Start of Dataset records
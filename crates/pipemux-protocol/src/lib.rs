//! Multiplexed request/response connections for pipemux.
//!
//! This is the "just works" layer. Attach a transport, send HTTP-like
//! requests and get their responses back, while any number of exchanges
//! share the one pipe pair.
//!
//! ```no_run
//! use pipemux_protocol::{connect, Request};
//!
//! # async fn demo() -> pipemux_protocol::Result<()> {
//! let connection = connect("/tmp/app/bot").await?;
//! let response = connection
//!     .send_request(&Request::post("/x").with_body("hello"))
//!     .await?;
//! println!("{} {}", response.status, response.body_as_string()?);
//! # Ok(())
//! # }
//! ```

pub mod adapter;
pub mod builder;
pub mod connection;
pub mod connector;
pub mod error;
pub mod handler;
pub mod headers;
pub mod listener;
pub mod message;
pub mod packet_manager;
pub mod request_manager;
pub mod serializer;
pub mod source;
pub mod wait_queue;

pub use adapter::ProtocolAdapter;
pub use builder::{MessageBuilder, MessageHeader, ReceiveRequestBuilder, ReceiveResponseBuilder};
pub use connection::{Connection, ConnectionBuilder, ConnectionConfig, ReconnectPolicy};
pub use connector::{connect, connect_with_config, PipeConnector};
pub use error::{ProtocolError, Result};
pub use handler::{handler_fn, HandlerFn, RequestHandler};
pub use headers::{ContentDirection, ContentHeader, RequestHeader, ResponseHeader};
pub use listener::PipeAcceptor;
pub use message::{
    ContentFeed, Headers, ReceiveRequest, ReceiveResponse, ReceivedFeed, Request, Response,
    APPLICATION_JSON_UTF8, CONTENT_TYPE, TEXT_PLAIN_UTF8,
};
pub use packet_manager::{
    ContentBuffer, DisconnectEvent, DisconnectReason, PacketHandler, PacketManager,
};
pub use request_manager::{PendingResponse, RequestManager};
pub use serializer::{request_payloads, response_payloads, MAX_CONTENT_FEEDS};
pub use source::TransportSource;
pub use wait_queue::WaitQueue;
use std::io::ErrorKind;

use bytes::BytesMut;
use tokio::io::{AsyncWrite, AsyncWriteExt};
use tracing::trace;

use crate::error::{FrameError, Result};
use crate::header::HEADER_SIZE;
use crate::payload::{Packet, MAX_PACKET_SIZE};

/// Writes packets to any `AsyncWrite` stream.
///
/// Each packet is written as header, type header, then content in chunks of
/// at most [`MAX_PACKET_SIZE`] bytes. A single writer must not be shared by
/// concurrent tasks; callers serialize access.
pub struct PacketWriter<W> {
    inner: W,
    buf: BytesMut,
}

impl<W: AsyncWrite + Unpin> PacketWriter<W> {
    pub fn new(inner: W) -> Self {
        Self {
            inner,
            buf: BytesMut::with_capacity(HEADER_SIZE + 1),
        }
    }

    /// Write one complete packet and flush.
    ///
    /// A write that accepts zero bytes means the peer is gone and yields
    /// `Err(FrameError::ConnectionClosed)`.
    pub async fn write_packet(&mut self, packet: &Packet) -> Result<()> {
        let declared = packet.header.length as usize;
        if declared != packet.content.len() {
            return Err(FrameError::LengthMismatch {
                declared,
                actual: packet.content.len(),
            });
        }

        self.buf.clear();
        packet.header.encode(&mut self.buf);
        write_all(&mut self.inner, &self.buf).await?;

        for chunk in packet.content.chunks(MAX_PACKET_SIZE) {
            write_all(&mut self.inner, chunk).await?;
        }

        self.flush().await?;
        trace!(
            request_id = %packet.header.request_id,
            payload_type = packet.header.payload_type,
            length = declared,
            is_end = packet.header.is_end,
            "wrote packet"
        );
        Ok(())
    }

    /// Flush the underlying stream.
    pub async fn flush(&mut self) -> Result<()> {
        loop {
            match self.inner.flush().await {
                Ok(()) => return Ok(()),
                Err(err) if err.kind() == ErrorKind::Interrupted => continue,
                Err(err) => return Err(FrameError::Io(err)),
            }
        }
    }

    /// Close the write direction so the peer observes end of stream.
    pub async fn shutdown(&mut self) -> Result<()> {
        self.inner.shutdown().await.map_err(FrameError::Io)
    }

    /// Consume the writer and return the inner stream.
    pub fn into_inner(self) -> W {
        self.inner
    }
}

async fn write_all<W: AsyncWrite + Unpin>(inner: &mut W, data: &[u8]) -> Result<()> {
    let mut offset = 0usize;
    while offset < data.len() {
        match inner.write(&data[offset..]).await {
            Ok(0) => return Err(FrameError::ConnectionClosed),
            Ok(n) => offset += n,
            Err(err) if err.kind() == ErrorKind::Interrupted => continue,
            Err(err) => return Err(FrameError::Io(err)),
        }
    }
    Ok(())
}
End of Dataset records
# Problem to work on
Every record, word for word, must be returned.

# Response to the task
filename crates/pipemux-protocol/src/lib.rs
//! Multiplexed request/response connections for pipemux.
//!
//! This is the "just works" layer. Attach a transport, send HTTP-like
//! requests and get their responses back, while any number of exchanges
//! share the one pipe pair.
//!
//! ```no_run
//! use pipemux_protocol::{connect, Request};
//!
//! # async fn demo() -> pipemux_protocol::Result<()> {
//! let connection = connect("/tmp/app/bot").await?;
//! let response = connection
//!     .send_request(&Request::post("/x").with_body("hello"))
//!     .await?;
//! println!("{} {}", response.status, response.body_as_string()?);
//! # Ok(())
//! # }
//! ```

pub mod adapter;
pub mod builder;
pub mod connection;
pub mod connector;
pub mod error;
pub mod handler;
pub mod headers;
pub mod listener;
pub mod message;
pub mod packet_manager;
pub mod request_manager;
pub mod serializer;
pub mod source;
pub mod wait_queue;

pub use adapter::ProtocolAdapter;
pub use builder::{MessageBuilder, MessageHeader, ReceiveRequestBuilder, ReceiveResponseBuilder};
pub use connection::{Connection, ConnectionBuilder, ConnectionConfig, ReconnectPolicy};
pub use connector::{connect, connect_with_config, PipeConnector};
pub use error::{ProtocolError, Result};
pub use handler::{handler_fn, HandlerFn, RequestHandler};
pub use headers::{ContentDirection, ContentHeader, RequestHeader, ResponseHeader};
pub use listener::PipeAcceptor;
pub use message::{
    ContentFeed, Headers, ReceiveRequest, ReceiveResponse, ReceivedFeed, Request, Response,
    APPLICATION_JSON_UTF8, CONTENT_TYPE, TEXT_PLAIN_UTF8,
};
pub use packet_manager::{
    ContentBuffer, DisconnectEvent, DisconnectReason, PacketHandler, PacketManager,
};
pub use request_manager::{PendingResponse, RequestManager};
pub use serializer::{request_payloads, response_payloads, MAX_CONTENT_FEEDS};
pub use source::TransportSource;
pub use wait_queue::WaitQueue;
use std::io::ErrorKind;

use bytes::BytesMut;
use tokio::io::{AsyncWrite, AsyncWriteExt};
use tracing::trace;

use crate::error::{FrameError, Result};
use crate::header::HEADER_SIZE;
use crate::payload::{Packet, MAX_PACKET_SIZE};

/// Writes packets to any `AsyncWrite` stream.
///
/// Each packet is written as header, type header, then content in chunks of
/// at most [`MAX_PACKET_SIZE`] bytes. A single writer must not be shared by
/// concurrent tasks; callers serialize access.
pub struct PacketWriter<W> {
    inner: W,
    buf: BytesMut,
}

impl<W: AsyncWrite + Unpin> PacketWriter<W> {
    pub fn new(inner: W) -> Self {
        Self {
            inner,
            buf: BytesMut::with_capacity(HEADER_SIZE + 1),
        }
    }

    /// Write one complete packet and flush.
    ///
    /// A write that accepts zero bytes means the peer is gone and yields
    /// `Err(FrameError::ConnectionClosed)`.
    pub async fn write_packet(&mut self, packet: &Packet) -> Result<()> {
        let declared = packet.header.length as usize;
        if declared != packet.content.len() {
            return Err(FrameError::LengthMismatch {
                declared,
                actual: packet.content.len(),
            });
        }

        self.buf.clear();
        packet.header.encode(&mut self.buf);
        write_all(&mut self.inner, &self.buf).await?;

        for chunk in packet.content.chunks(MAX_PACKET_SIZE) {
            write_all(&mut self.inner, chunk).await?;
        }

        self.flush().await?;
        trace!(
            request_id = %packet.header.request_id,
            payload_type = packet.header.payload_type,
            length = declared,
            is_end = packet.header.is_end,
            "wrote packet"
        );
        Ok(())
    }

    /// Flush the underlying stream.
    pub async fn flush(&mut self) -> Result<()> {
        loop {
            match self.inner.flush().await {
                Ok(()) => return Ok(()),
                Err(err) if err.kind() == ErrorKind::Interrupted => continue,
                Err(err) => return Err(FrameError::Io(err)),
            }
        }
    }

    /// Close the write direction so the peer observes end of stream.
    pub async fn shutdown(&mut self) -> Result<()> {
        self.inner.shutdown().await.map_err(FrameError::Io)
    }

    /// Consume the writer and return the inner stream.
    pub fn into_inner(self) -> W {
        self.inner
    }
}

async fn write_all<W: AsyncWrite + Unpin>(inner: &mut W, data: &[u8]) -> Result<()> {
    let mut offset = 0usize;
    while offset < data.len() {
        match inner.write(&data[offset..]).await {
            Ok(0) => return Err(FrameError::ConnectionClosed),
            Ok(n) => offset += n,
            Err(err) if err.kind() == ErrorKind::Interrupted => continue,
            Err(err) => return Err(FrameError::Io(err)),
        }
    }
    Ok(())
}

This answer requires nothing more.